Reputation: 1
I'm trying some very simple algorithm using metal GPU acceleration to calculate some values in an array. The shader throws an error under some conditions I will explain. Error: Execution of the command buffer was aborted due to an error during execution. Ignored (for causing prior/excessive GPU errors) (IOAF code 4)
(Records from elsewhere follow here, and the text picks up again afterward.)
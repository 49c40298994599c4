//! Event loop and input handling.
//!
//! Each iteration drains the worker (model events first, then replies),
//! draws a frame, and handles at most one terminal event. Key and mouse
//! handlers take the gateway as a parameter so they can be driven in tests.
use anyhow::Result;
use crossterm::event::{
    self, Event, KeyCode, KeyEvent, KeyEventKind, MouseEvent, MouseEventKind,
};
use ratatui::Terminal;
use ratatui::backend::Backend;
use std::time::Duration;

use super::edge::{self, Movement};
use super::keymap::KeyAction;
use super::view::{Edge, PageOutcome, UserGateway};
use super::worker::{WorkerLink, WorkerReply};
use super::{AppState, InputMode, ModalState};
use crate::search::apply_search;
use crate::ui;

/// Whether the loop keeps running after an input.
#[derive(Copy, Clone, Debug, PartialEq, Eq)]
pub enum Flow {
    Continue,
    Quit,
}

pub fn run_app<B: Backend>(
    terminal: &mut Terminal<B>,
    app: &mut AppState,
    link: &WorkerLink,
) -> Result<()> {
    app.view.mount(&link.worker);
    // The table starts empty, so its bottom edge is already in view.
    app.view.load_more(Edge::Bottom, &link.worker);

    loop {
        pump(app, link);

        terminal.draw(|f| {
            ui::render(f, app);
        })?;

        if event::poll(Duration::from_millis(100))? {
            let flow = match event::read()? {
                Event::Key(key) if key.kind == KeyEventKind::Press => {
                    handle_key(app, key, &link.worker)
                }
                Event::Mouse(mouse) => {
                    handle_mouse(app, mouse, &link.worker);
                    Flow::Continue
                }
                _ => Flow::Continue,
            };
            if flow == Flow::Quit {
                break;
            }
        }

        app.tick = app.tick.wrapping_add(1);
    }

    tracing::info!(uptime = ?app.started_at.elapsed(), "leaving event loop");
    Ok(())
}

/// Apply everything the worker has reported since the last frame.
pub fn pump(app: &mut AppState, link: &WorkerLink) {
    // Replies are collected before events so every list change a reply
    // depends on is observed before the reply is applied.
    let replies: Vec<WorkerReply> = link.replies.try_iter().collect();
    for ev in link.events.try_iter() {
        app.view.observe(ev);
    }
    for reply in replies {
        apply_reply(app, reply);
    }
    app.clamp_selection();
}

pub fn apply_reply(app: &mut AppState, reply: WorkerReply) {
    match reply {
        WorkerReply::PageSettled { ticket, outcome } => {
            if app.view.settle(ticket, &outcome)
                && let PageOutcome::Failed(message) = outcome
            {
                app.open_modal(ModalState::Error { message });
            }
        }
        WorkerReply::Failed { op, message } => {
            tracing::error!(op, %message, "background operation failed");
            app.open_modal(ModalState::Error {
                message: format!("{op}: {message}"),
            });
        }
    }
}

pub fn handle_key(app: &mut AppState, key: KeyEvent, gateway: &impl UserGateway) -> Flow {
    match app.input_mode {
        InputMode::Normal => {
            let Some(action) = app.keymap.resolve(&key) else {
                return Flow::Continue;
            };
            handle_action(app, action, gateway)
        }
        InputMode::Search => {
            match key.code {
                KeyCode::Enter => apply_search(app, gateway),
                KeyCode::Esc => {
                    app.input_mode = InputMode::Normal;
                    app.search_query.clear();
                }
                KeyCode::Backspace => {
                    app.search_query.pop();
                }
                KeyCode::Char(c) => app.search_query.push(c),
                _ => {}
            }
            Flow::Continue
        }
        InputMode::Modal => {
            if matches!(
                key.code,
                KeyCode::Esc | KeyCode::Enter | KeyCode::Char('q') | KeyCode::Char('?')
            ) {
                app.close_modal();
            }
            Flow::Continue
        }
    }
}

fn handle_action(app: &mut AppState, action: KeyAction, gateway: &impl UserGateway) -> Flow {
    let rows = app.view.users().len();
    let sel = app.selected_user_index;
    let page = app.rows_per_page.max(1) as isize;
    match action {
        KeyAction::Quit => return Flow::Quit,
        KeyAction::StartSearch => {
            app.search_query.clear();
            app.input_mode = InputMode::Search;
        }
        KeyAction::Refresh => {
            let phone = match &app.view.state().filter {
                Some(f) => f.phone.clone(),
                None => String::new(),
            };
            if app.view.search(&phone, gateway) {
                app.selected_user_index = 0;
            }
        }
        KeyAction::OpenHelp => app.open_modal(ModalState::Help),
        KeyAction::MoveUp => step(app, edge::move_selection(sel, rows, -1), gateway),
        KeyAction::MoveDown => step(app, edge::move_selection(sel, rows, 1), gateway),
        KeyAction::PageUp => step(app, edge::move_selection(sel, rows, -page), gateway),
        KeyAction::PageDown => step(app, edge::move_selection(sel, rows, page), gateway),
        KeyAction::First => step(app, edge::jump(rows, false), gateway),
        KeyAction::Last => step(app, edge::jump(rows, true), gateway),
        KeyAction::RoleLeft => {
            app.selected_role_index = app.selected_role_index.saturating_sub(1);
        }
        KeyAction::RoleRight => {
            let roles = app.view.roles().len();
            if app.selected_role_index + 1 < roles {
                app.selected_role_index += 1;
            }
        }
        KeyAction::ToggleRole => toggle_focused_role(app, gateway),
        KeyAction::Ignore => {}
    }
    Flow::Continue
}

fn step(app: &mut AppState, movement: Movement, gateway: &impl UserGateway) {
    app.selected_user_index = movement.index;
    if let Some(edge) = movement.edge {
        app.view.load_more(edge, gateway);
    }
}

/// Flip the focused toggle of the selected row. The checkbox's new state
/// is the opposite of the user's current membership.
fn toggle_focused_role(app: &mut AppState, gateway: &impl UserGateway) {
    let Some(user) = app.view.users().get(app.selected_user_index) else {
        return;
    };
    let Some(role) = app.view.roles().get(app.selected_role_index) else {
        return;
    };
    let checked = !user.has_role(&role.name);
    app.view.toggle_role(&user.id, &role.id, checked, gateway);
}

pub fn handle_mouse(app: &mut AppState, mouse: MouseEvent, gateway: &impl UserGateway) {
    if app.input_mode != InputMode::Normal {
        return;
    }
    let rows = app.view.users().len();
    let sel = app.selected_user_index;
    match mouse.kind {
        MouseEventKind::ScrollDown => step(app, edge::move_selection(sel, rows, 1), gateway),
        MouseEventKind::ScrollUp => step(app, edge::move_selection(sel, rows, -1), gateway),
        _ => {}
    }
}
The shader only throws this error when adding a value to the existing value at an index of the array. Example:
This will not cause an error:
kernel void shader (device int *wPointsIntensity [[buffer(0)]],
const device uint *wPointsXCoord [[buffer(1)]],
const device uint *wPointsYCoord [[buffer(2)]],
device float *pixelSignalIntensity [[buffer(3)]],
device float *pixelDistance [[buffer(4)]],
const device uint& noOfPoints [[ buffer(5) ]],
const device uint& width [[ buffer(6) ]],
const device uint& height [[ buffer(7) ]],
uint id [[ thread_position_in_grid ]]) {
//this does not throw error
for (uint wpIndex = 0; wpIndex < noOfPoints; wpIndex++) {
for (uint heightIndex = 0; heightIndex < height; heightIndex++) {
for (uint widthIndex = 0; widthIndex < width; widthIndex++) {
uint pixelIndex = heightIndex * width + widthIndex;
pixelDistance[pixelIndex] = float(pixelIndex);
pixelSignalIntensity[pixelIndex] = float(pixelIndex);
}}}}
While if you change
pixelDistance[pixelIndex] = float(pixelIndex); with
pixelDistance[pixelIndex] += float(pixelIndex);
It will throw an error.
Here is the swift code:
var wPointsValues = [Int32](repeating:0, count: wPoints.count)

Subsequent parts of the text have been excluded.